Start of Data for processing
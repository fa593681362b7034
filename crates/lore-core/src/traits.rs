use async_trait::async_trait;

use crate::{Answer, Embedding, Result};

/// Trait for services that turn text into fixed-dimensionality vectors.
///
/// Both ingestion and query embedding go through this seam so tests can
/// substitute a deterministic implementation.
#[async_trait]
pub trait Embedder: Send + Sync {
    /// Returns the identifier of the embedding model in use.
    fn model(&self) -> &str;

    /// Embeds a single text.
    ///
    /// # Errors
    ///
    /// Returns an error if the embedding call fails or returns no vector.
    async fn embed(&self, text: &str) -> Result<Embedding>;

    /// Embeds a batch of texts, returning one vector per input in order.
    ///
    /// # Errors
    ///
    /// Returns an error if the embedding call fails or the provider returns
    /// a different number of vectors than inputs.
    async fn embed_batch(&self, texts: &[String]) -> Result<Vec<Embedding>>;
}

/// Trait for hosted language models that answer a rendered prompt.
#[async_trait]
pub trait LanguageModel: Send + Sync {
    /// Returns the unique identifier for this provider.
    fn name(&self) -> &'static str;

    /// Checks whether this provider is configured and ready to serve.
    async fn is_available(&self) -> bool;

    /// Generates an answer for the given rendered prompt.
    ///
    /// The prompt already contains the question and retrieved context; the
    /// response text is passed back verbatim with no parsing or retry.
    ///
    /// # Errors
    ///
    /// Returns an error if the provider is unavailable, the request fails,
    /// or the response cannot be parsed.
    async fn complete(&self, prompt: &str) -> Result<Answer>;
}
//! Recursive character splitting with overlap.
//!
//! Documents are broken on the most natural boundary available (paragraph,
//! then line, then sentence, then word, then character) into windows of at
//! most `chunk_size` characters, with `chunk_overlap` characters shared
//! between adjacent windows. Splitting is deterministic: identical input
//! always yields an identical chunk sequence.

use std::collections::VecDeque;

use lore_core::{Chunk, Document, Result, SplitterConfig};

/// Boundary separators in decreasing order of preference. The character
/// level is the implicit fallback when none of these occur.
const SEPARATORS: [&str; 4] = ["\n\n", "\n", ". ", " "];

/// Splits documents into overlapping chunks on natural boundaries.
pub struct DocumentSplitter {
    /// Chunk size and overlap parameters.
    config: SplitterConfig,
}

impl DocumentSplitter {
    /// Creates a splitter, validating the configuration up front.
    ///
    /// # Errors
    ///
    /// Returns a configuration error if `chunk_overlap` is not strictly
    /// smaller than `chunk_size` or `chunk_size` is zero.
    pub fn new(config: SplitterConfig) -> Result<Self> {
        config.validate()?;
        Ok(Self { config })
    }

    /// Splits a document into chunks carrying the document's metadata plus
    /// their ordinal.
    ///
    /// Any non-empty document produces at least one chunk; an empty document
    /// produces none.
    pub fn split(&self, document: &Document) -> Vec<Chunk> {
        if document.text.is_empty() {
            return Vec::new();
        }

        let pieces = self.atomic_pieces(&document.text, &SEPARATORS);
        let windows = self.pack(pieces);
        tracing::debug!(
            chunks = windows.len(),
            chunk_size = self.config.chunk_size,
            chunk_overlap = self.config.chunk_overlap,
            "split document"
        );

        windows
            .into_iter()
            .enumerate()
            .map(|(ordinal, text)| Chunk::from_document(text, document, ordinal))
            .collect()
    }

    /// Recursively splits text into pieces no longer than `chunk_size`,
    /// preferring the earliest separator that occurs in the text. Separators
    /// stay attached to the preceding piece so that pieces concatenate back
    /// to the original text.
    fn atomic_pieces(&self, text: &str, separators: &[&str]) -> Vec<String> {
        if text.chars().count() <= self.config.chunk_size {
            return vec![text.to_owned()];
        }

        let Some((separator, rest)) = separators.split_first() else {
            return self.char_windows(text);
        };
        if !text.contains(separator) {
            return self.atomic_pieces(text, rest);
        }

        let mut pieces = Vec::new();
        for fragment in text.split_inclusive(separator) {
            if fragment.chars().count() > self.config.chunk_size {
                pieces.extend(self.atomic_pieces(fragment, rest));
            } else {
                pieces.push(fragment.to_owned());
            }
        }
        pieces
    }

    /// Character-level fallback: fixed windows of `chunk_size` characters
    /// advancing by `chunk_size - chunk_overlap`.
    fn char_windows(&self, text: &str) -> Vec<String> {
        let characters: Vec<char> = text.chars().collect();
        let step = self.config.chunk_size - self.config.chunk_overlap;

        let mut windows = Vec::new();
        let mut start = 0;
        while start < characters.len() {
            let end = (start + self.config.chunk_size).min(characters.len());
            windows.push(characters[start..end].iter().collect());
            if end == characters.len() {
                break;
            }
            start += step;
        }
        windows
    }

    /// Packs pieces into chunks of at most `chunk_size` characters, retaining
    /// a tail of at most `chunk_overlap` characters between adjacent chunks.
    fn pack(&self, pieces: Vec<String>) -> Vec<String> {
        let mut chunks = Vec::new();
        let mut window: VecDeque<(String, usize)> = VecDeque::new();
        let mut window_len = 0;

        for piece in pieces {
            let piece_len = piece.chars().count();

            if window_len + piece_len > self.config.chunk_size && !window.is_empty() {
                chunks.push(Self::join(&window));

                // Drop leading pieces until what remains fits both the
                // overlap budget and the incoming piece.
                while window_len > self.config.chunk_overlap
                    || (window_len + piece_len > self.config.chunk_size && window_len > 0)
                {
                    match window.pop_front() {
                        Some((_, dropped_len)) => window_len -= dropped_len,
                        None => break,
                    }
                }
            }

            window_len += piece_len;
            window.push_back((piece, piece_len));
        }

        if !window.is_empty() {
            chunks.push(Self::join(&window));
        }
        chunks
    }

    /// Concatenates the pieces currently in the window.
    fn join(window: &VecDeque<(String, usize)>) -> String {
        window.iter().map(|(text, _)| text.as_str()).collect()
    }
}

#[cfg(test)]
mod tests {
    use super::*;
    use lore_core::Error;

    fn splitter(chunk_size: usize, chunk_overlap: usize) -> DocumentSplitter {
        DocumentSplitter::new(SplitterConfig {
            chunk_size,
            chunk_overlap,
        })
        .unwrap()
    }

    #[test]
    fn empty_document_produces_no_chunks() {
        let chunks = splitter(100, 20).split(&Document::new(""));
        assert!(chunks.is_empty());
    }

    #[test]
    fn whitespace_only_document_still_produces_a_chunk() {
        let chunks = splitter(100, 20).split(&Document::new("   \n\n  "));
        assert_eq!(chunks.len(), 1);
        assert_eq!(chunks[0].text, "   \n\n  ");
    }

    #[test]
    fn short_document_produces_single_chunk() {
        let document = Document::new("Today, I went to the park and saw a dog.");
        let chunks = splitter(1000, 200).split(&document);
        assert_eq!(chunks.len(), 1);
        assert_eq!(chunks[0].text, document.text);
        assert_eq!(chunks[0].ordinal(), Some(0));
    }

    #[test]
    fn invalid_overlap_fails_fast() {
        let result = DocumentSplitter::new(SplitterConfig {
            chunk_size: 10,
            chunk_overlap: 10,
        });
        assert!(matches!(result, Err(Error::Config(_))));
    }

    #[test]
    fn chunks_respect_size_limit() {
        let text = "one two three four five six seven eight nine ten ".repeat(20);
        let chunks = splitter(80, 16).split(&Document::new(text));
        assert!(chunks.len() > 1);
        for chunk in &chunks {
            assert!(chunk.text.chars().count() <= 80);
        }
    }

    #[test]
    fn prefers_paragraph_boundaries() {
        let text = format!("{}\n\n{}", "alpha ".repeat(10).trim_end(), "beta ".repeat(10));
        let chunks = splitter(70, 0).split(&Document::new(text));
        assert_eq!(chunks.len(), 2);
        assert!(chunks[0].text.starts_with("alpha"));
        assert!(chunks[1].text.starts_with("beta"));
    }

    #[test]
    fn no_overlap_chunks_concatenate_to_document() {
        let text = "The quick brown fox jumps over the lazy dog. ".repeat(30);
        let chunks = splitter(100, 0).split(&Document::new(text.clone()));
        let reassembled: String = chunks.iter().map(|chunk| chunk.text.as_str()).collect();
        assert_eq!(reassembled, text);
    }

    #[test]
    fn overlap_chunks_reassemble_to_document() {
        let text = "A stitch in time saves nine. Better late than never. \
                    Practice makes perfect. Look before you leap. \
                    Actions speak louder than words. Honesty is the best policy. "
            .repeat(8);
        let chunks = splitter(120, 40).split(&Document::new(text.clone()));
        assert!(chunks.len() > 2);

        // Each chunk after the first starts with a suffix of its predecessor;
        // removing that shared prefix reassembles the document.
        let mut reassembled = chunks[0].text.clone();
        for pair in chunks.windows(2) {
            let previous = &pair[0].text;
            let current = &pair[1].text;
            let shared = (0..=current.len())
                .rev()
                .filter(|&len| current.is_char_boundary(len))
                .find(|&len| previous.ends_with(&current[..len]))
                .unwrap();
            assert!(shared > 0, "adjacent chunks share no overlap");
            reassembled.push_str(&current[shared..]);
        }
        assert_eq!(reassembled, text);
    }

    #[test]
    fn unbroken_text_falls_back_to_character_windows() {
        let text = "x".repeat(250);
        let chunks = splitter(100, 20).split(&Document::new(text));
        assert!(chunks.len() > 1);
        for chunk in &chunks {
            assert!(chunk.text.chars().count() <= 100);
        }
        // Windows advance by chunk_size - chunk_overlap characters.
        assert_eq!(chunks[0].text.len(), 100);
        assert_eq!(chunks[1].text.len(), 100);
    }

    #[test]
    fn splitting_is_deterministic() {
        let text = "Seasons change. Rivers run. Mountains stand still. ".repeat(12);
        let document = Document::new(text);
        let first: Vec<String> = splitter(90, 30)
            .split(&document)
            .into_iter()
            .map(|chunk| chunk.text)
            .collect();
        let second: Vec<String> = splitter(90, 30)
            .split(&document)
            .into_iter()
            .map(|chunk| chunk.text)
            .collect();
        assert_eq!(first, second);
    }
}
End of Data for processing
What you are asked to do: When you reach the line with "let shared = (0..=current.len())" in the records above, start writing out lines exactly, and stop once the line with "let first: Vec<String>" has been written; include nothing else.

Exercise result:
            let shared = (0..=current.len())
                .rev()
                .filter(|&len| current.is_char_boundary(len))
                .find(|&len| previous.ends_with(&current[..len]))
                .unwrap();
            assert!(shared > 0, "adjacent chunks share no overlap");
            reassembled.push_str(&current[shared..]);
        }
        assert_eq!(reassembled, text);
    }

    #[test]
    fn unbroken_text_falls_back_to_character_windows() {
        let text = "x".repeat(250);
        let chunks = splitter(100, 20).split(&Document::new(text));
        assert!(chunks.len() > 1);
        for chunk in &chunks {
            assert!(chunk.text.chars().count() <= 100);
        }
        // Windows advance by chunk_size - chunk_overlap characters.
        assert_eq!(chunks[0].text.len(), 100);
        assert_eq!(chunks[1].text.len(), 100);
    }

    #[test]
    fn splitting_is_deterministic() {
        let text = "Seasons change. Rivers run. Mountains stand still. ".repeat(12);
        let document = Document::new(text);
        let first: Vec<String> = splitter(90, 30)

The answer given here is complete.